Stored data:
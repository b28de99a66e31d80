//! Utilities for editing multi-valued provisioner attributes, i.e., lists of authorized cloud
//! accounts or projects.

/// `remove_elements` removes at most one occurrence of each value in `rems` from `list` and returns
/// the result.
///
/// Matching is exact. Removal swaps the matched element with the last element and truncates, so the
/// order of the surviving elements is **not** preserved. Callers that need a stable order must sort
/// the result.
///
/// ```
/// use provstore::remove_elements;
/// let list = vec!["a".to_string(), "b".to_string(), "c".to_string()];
/// let mut r = remove_elements(list, &["a".to_string()]);
/// r.sort();
/// assert_eq!(r, vec!["b".to_string(), "c".to_string()]);
/// ```
pub fn remove_elements(mut list: Vec<String>, rems: &[String]) -> Vec<String> {
    if list.is_empty() {
        return list;
    }
    for rem in rems {
        if let Some(i) = list.iter().position(|elem| elem == rem) {
            list.swap_remove(i);
        }
    }
    list
}

/// `merge_elements` appends `adds` to `list` then applies [`remove_elements`] using `rems`.
pub fn merge_elements(mut list: Vec<String>, adds: &[String], rems: &[String]) -> Vec<String> {
    list.extend_from_slice(adds);
    remove_elements(list, rems)
}

#[cfg(test)]
fn strings(v: &[&str]) -> Vec<String> {
    v.iter().map(|s| s.to_string()).collect()
}

#[test]
fn remove_from_empty() {
    assert!(remove_elements(vec![], &strings(&["a", "b"])).is_empty());
    assert!(remove_elements(vec![], &[]).is_empty());
}

#[test]
fn remove_swaps_with_last() {
    let r = remove_elements(strings(&["a", "b", "c", "d"]), &strings(&["a"]));
    assert_eq!(r, strings(&["d", "b", "c"]));
}

#[test]
fn remove_one_occurrence_per_entry() {
    let r = remove_elements(strings(&["a", "b", "a"]), &strings(&["a"]));
    assert_eq!(2, r.len());
    assert!(r.contains(&"a".to_string()));

    let r = remove_elements(strings(&["a", "b", "a"]), &strings(&["a", "a"]));
    assert_eq!(r, strings(&["b"]));
}

#[test]
fn remove_ignores_unmatched() {
    let current = strings(&["111", "222", "333"]);
    let rems = strings(&["222", "444", "555"]);
    let mut r = remove_elements(current.clone(), &rems);
    let matched = rems.iter().filter(|r| current.contains(r)).count();
    assert_eq!(current.len() - matched, r.len());
    assert!(!r.contains(&"222".to_string()));
    r.sort();
    assert_eq!(r, strings(&["111", "333"]));
}

#[test]
fn remove_is_case_sensitive() {
    let r = remove_elements(strings(&["Project"]), &strings(&["project"]));
    assert_eq!(r, strings(&["Project"]));
}

#[test]
fn merge_adds_then_removes() {
    let mut r = merge_elements(
        strings(&["111", "222"]),
        &strings(&["333", "444"]),
        &strings(&["111", "444"]),
    );
    r.sort();
    assert_eq!(r, strings(&["222", "333"]));

    // removal of a value added in the same call
    let r = merge_elements(vec![], &strings(&["x"]), &strings(&["x"]));
    assert!(r.is_empty());
}
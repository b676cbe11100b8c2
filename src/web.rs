//! Inbound HTTP surface: the `/weather` route and its request pipeline.
//!
//! A request runs validation, then both upstream resolution steps under
//! one wall-clock budget, then renders the plain-text summary. The first
//! failure terminates the request; there is no retry at any stage.

use std::time::Duration;

use axum::{
    Router,
    extract::{Query, State},
    http::{HeaderMap, StatusCode, header},
    response::{IntoResponse, Response},
    routing::get,
};
use serde::Deserialize;
use tokio::time::timeout;
use tower_http::trace::TraceLayer;
use tracing::warn;

use crate::error::UpstreamError;
use crate::forecast::ForecastClient;
use crate::models::Comfort;

/// Shared per-process state, cloned into each request task. Read-only at
/// request time, so no locking.
#[derive(Clone)]
pub struct AppState {
    pub forecast: ForecastClient,
    pub request_budget: Duration,
}

/// Accept values we are willing to answer with a plain-text body. An
/// absent accept header counts as accepting anything.
const ACCEPTED_TYPES: [&str; 3] = ["*/*", "text/*", "text/plain"];

pub fn router(state: AppState) -> Router {
    Router::new()
        .route("/weather", get(weather).fallback(method_not_allowed))
        .fallback(not_found)
        .layer(TraceLayer::new_for_http())
        .with_state(state)
}

#[derive(Debug, Deserialize)]
struct WeatherQuery {
    lat: Option<String>,
    lon: Option<String>,
}

/// Which resolution step failed, for the step-specific error prefix.
enum Step {
    Points(UpstreamError),
    Forecast(UpstreamError),
}

async fn weather(
    State(state): State<AppState>,
    headers: HeaderMap,
    Query(query): Query<WeatherQuery>,
) -> Response {
    if let Err(rejection) = check_accept(&headers) {
        return rejection;
    }

    let (lat, lon) = match parse_coordinates(&query) {
        Ok(coordinates) => coordinates,
        Err(rejection) => return rejection,
    };

    // One budget for both chained upstream calls. A slow points lookup
    // leaves correspondingly less time for the forecast fetch, and running
    // out aborts whichever call is in flight.
    let outcome = timeout(state.request_budget, async {
        let endpoint = state
            .forecast
            .resolve_endpoint(lat, lon)
            .await
            .map_err(Step::Points)?;
        state
            .forecast
            .resolve_forecast(&endpoint)
            .await
            .map_err(Step::Forecast)
    })
    .await;

    let summary = match outcome {
        Ok(Ok(summary)) => summary,
        Ok(Err(step)) => return upstream_failure(step),
        Err(_) => {
            let message = UpstreamError::DeadlineExceeded.to_string();
            warn!(%message, "request budget exhausted");
            return plain_error(StatusCode::INTERNAL_SERVER_ERROR, &message);
        }
    };

    let comfort = Comfort::from_fahrenheit(summary.temperature);
    let body = format!("{}, {}\n", summary.short_forecast, comfort);
    (
        [
            (header::CONTENT_TYPE, "text/plain".to_string()),
            (header::CONTENT_LENGTH, body.len().to_string()),
        ],
        body,
    )
        .into_response()
}

async fn not_found() -> Response {
    plain_error(StatusCode::NOT_FOUND, "only /weather allowed")
}

async fn method_not_allowed() -> Response {
    plain_error(StatusCode::METHOD_NOT_ALLOWED, "only GET allowed")
}

fn check_accept(headers: &HeaderMap) -> Result<(), Response> {
    let accept = match headers.get(header::ACCEPT) {
        None => return Ok(()),
        Some(value) => value.to_str().unwrap_or_default(),
    };

    if ACCEPTED_TYPES.contains(&accept) {
        Ok(())
    } else {
        Err(plain_error(
            StatusCode::NOT_ACCEPTABLE,
            "must accept text/plain",
        ))
    }
}

fn parse_coordinates(query: &WeatherQuery) -> Result<(f64, f64), Response> {
    let (Some(lat), Some(lon)) = (&query.lat, &query.lon) else {
        return Err(missing_params());
    };
    if lat.is_empty() || lon.is_empty() {
        return Err(missing_params());
    }

    let lat = lat.parse::<f64>().map_err(|e| {
        plain_error(
            StatusCode::BAD_REQUEST,
            &format!("invalid 'lat' query param: {e}"),
        )
    })?;
    let lon = lon.parse::<f64>().map_err(|e| {
        plain_error(
            StatusCode::BAD_REQUEST,
            &format!("invalid 'lon' query param: {e}"),
        )
    })?;

    Ok((lat, lon))
}

fn missing_params() -> Response {
    plain_error(
        StatusCode::BAD_REQUEST,
        "query params 'lat' and 'lon' are required",
    )
}

/// Map a failed resolution step to a 500 with the underlying message in
/// the body. Surfacing the upstream error text is a deliberate
/// diagnosability tradeoff over masking it.
fn upstream_failure(step: Step) -> Response {
    let message = match step {
        Step::Points(e) => format!("failed to fetch points: {e}"),
        Step::Forecast(e) => format!("failed to fetch forecast: {e}"),
    };
    warn!(%message, "upstream resolution failed");
    plain_error(StatusCode::INTERNAL_SERVER_ERROR, &message)
}

fn plain_error(status: StatusCode, message: &str) -> Response {
    (
        status,
        [(header::CONTENT_TYPE, "text/plain")],
        format!("{message}\n"),
    )
        .into_response()
}
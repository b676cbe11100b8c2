//! Two-step forecast resolution against the NWS grid API.
//!
//! A coordinate pair first resolves to a gridpoint forecast endpoint via
//! the points lookup, then that endpoint is fetched and reduced to the
//! first forecast period. Both calls draw from the caller's single
//! remaining time budget; nothing here renews a deadline.

use anyhow::{Context, Result};
use reqwest::Client;
use serde::Deserialize;
use tracing::debug;

use crate::config::UpstreamConfig;
use crate::error::UpstreamError;
use crate::fetch;
use crate::models::ForecastSummary;

/// Client for the points lookup and the gridpoint forecast it refers to.
///
/// Cheap to clone; all clones share one connection pool and are read-only
/// at request time.
#[derive(Debug, Clone)]
pub struct ForecastClient {
    http: Client,
    points_base_url: String,
}

#[derive(Debug, Deserialize)]
struct PointsResponse {
    #[serde(default)]
    forecast: String,
}

#[derive(Debug, Deserialize)]
struct ForecastResponse {
    #[serde(default)]
    periods: Vec<Period>,
}

#[derive(Debug, Deserialize)]
struct Period {
    #[serde(default)]
    temperature: f64,
    #[serde(rename = "shortForecast", default)]
    short_forecast: String,
}

impl ForecastClient {
    pub fn new(config: &UpstreamConfig) -> Result<Self> {
        let http = Client::builder()
            .user_agent(&config.user_agent)
            .build()
            .with_context(|| "Failed to create HTTP client")?;

        Ok(Self {
            http,
            points_base_url: config.points_base_url.trim_end_matches('/').to_string(),
        })
    }

    /// Resolve coordinates to the gridpoint forecast endpoint URL.
    ///
    /// A payload without a forecast endpoint fails with
    /// [`UpstreamError::MissingForecast`] rather than defaulting.
    pub async fn resolve_endpoint(&self, lat: f64, lon: f64) -> Result<String, UpstreamError> {
        let url = format!("{}/points/{},{}", self.points_base_url, lat, lon);
        debug!(%url, "resolving forecast endpoint");

        let points: PointsResponse = fetch::get_json(&self.http, &url).await?;
        if points.forecast.is_empty() {
            return Err(UpstreamError::MissingForecast);
        }

        Ok(points.forecast)
    }

    /// Fetch the forecast endpoint and reduce it to the first period.
    ///
    /// Temperatures are taken as Fahrenheit; the API's `temperatureUnit`
    /// field is not consulted. Celsius gridpoints are unsupported.
    pub async fn resolve_forecast(&self, endpoint: &str) -> Result<ForecastSummary, UpstreamError> {
        debug!(endpoint, "fetching forecast");

        let forecast: ForecastResponse = fetch::get_json(&self.http, endpoint).await?;
        let first = forecast
            .periods
            .into_iter()
            .next()
            .ok_or(UpstreamError::NoPeriods)?;

        Ok(ForecastSummary {
            short_forecast: first.short_forecast,
            temperature: first.temperature,
        })
    }
}

#[cfg(test)]
mod tests {
    use super::*;
    use wiremock::matchers::{method, path};
    use wiremock::{Mock, MockServer, ResponseTemplate};

    fn test_client(base_url: &str) -> ForecastClient {
        let config = UpstreamConfig {
            points_base_url: base_url.to_string(),
            ..UpstreamConfig::default()
        };
        ForecastClient::new(&config).expect("client should build")
    }

    #[tokio::test]
    async fn test_resolve_endpoint_returns_stubbed_url() {
        let server = MockServer::start().await;
        let endpoint = "https://api.weather.gov/gridpoints/EAX/44,51/forecast";
        Mock::given(method("GET"))
            .and(path("/points/39.0997,-94.5786"))
            .respond_with(
                ResponseTemplate::new(200)
                    .set_body_json(serde_json::json!({ "forecast": endpoint })),
            )
            .mount(&server)
            .await;

        let resolved = test_client(&server.uri())
            .resolve_endpoint(39.0997, -94.5786)
            .await
            .expect("resolution should succeed");
        assert_eq!(resolved, endpoint);
    }

    #[tokio::test]
    async fn test_resolve_endpoint_fails_when_field_missing() {
        let server = MockServer::start().await;
        Mock::given(method("GET"))
            .respond_with(
                ResponseTemplate::new(200).set_body_json(serde_json::json!({ "other": "field" })),
            )
            .mount(&server)
            .await;

        let result = test_client(&server.uri()).resolve_endpoint(1.0, 2.0).await;
        assert!(matches!(result, Err(UpstreamError::MissingForecast)));
    }

    #[tokio::test]
    async fn test_resolve_endpoint_propagates_fetch_failure() {
        let server = MockServer::start().await;
        Mock::given(method("GET"))
            .respond_with(ResponseTemplate::new(404))
            .mount(&server)
            .await;

        let result = test_client(&server.uri()).resolve_endpoint(1.0, 2.0).await;
        assert!(matches!(result, Err(UpstreamError::Status(404))));
    }

    #[tokio::test]
    async fn test_resolve_forecast_takes_first_period_only() {
        let server = MockServer::start().await;
        Mock::given(method("GET"))
            .and(path("/forecast"))
            .respond_with(ResponseTemplate::new(200).set_body_json(serde_json::json!({
                "periods": [
                    { "temperature": 72, "shortForecast": "Sunny" },
                    { "temperature": 55, "shortForecast": "Clear" },
                ],
            })))
            .mount(&server)
            .await;

        let summary = test_client(&server.uri())
            .resolve_forecast(&format!("{}/forecast", server.uri()))
            .await
            .expect("resolution should succeed");
        assert_eq!(
            summary,
            ForecastSummary {
                short_forecast: "Sunny".to_string(),
                temperature: 72.0,
            }
        );
    }

    #[tokio::test]
    async fn test_resolve_forecast_fails_on_empty_periods() {
        let server = MockServer::start().await;
        Mock::given(method("GET"))
            .respond_with(
                ResponseTemplate::new(200).set_body_json(serde_json::json!({ "periods": [] })),
            )
            .mount(&server)
            .await;

        let result = test_client(&server.uri())
            .resolve_forecast(&server.uri())
            .await;
        assert!(matches!(result, Err(UpstreamError::NoPeriods)));
    }

    #[tokio::test]
    async fn test_resolve_forecast_fails_when_periods_absent() {
        let server = MockServer::start().await;
        Mock::given(method("GET"))
            .respond_with(ResponseTemplate::new(200).set_body_json(serde_json::json!({})))
            .mount(&server)
            .await;

        let result = test_client(&server.uri())
            .resolve_forecast(&server.uri())
            .await;
        assert!(matches!(result, Err(UpstreamError::NoPeriods)));
    }
}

→ PROBLEM STATEMENT: The reply should hold only the lines from the top of the records through the line that has "removes at most", each one exact.

→ RESPONSE TO THE EXERCISE:
repository b28de99a66e31d80
//! Utilities for editing multi-valued provisioner attributes, i.e., lists of authorized cloud
//! accounts or projects.

/// `remove_elements` removes at most one occurrence of each value in `rems` from `list` and returns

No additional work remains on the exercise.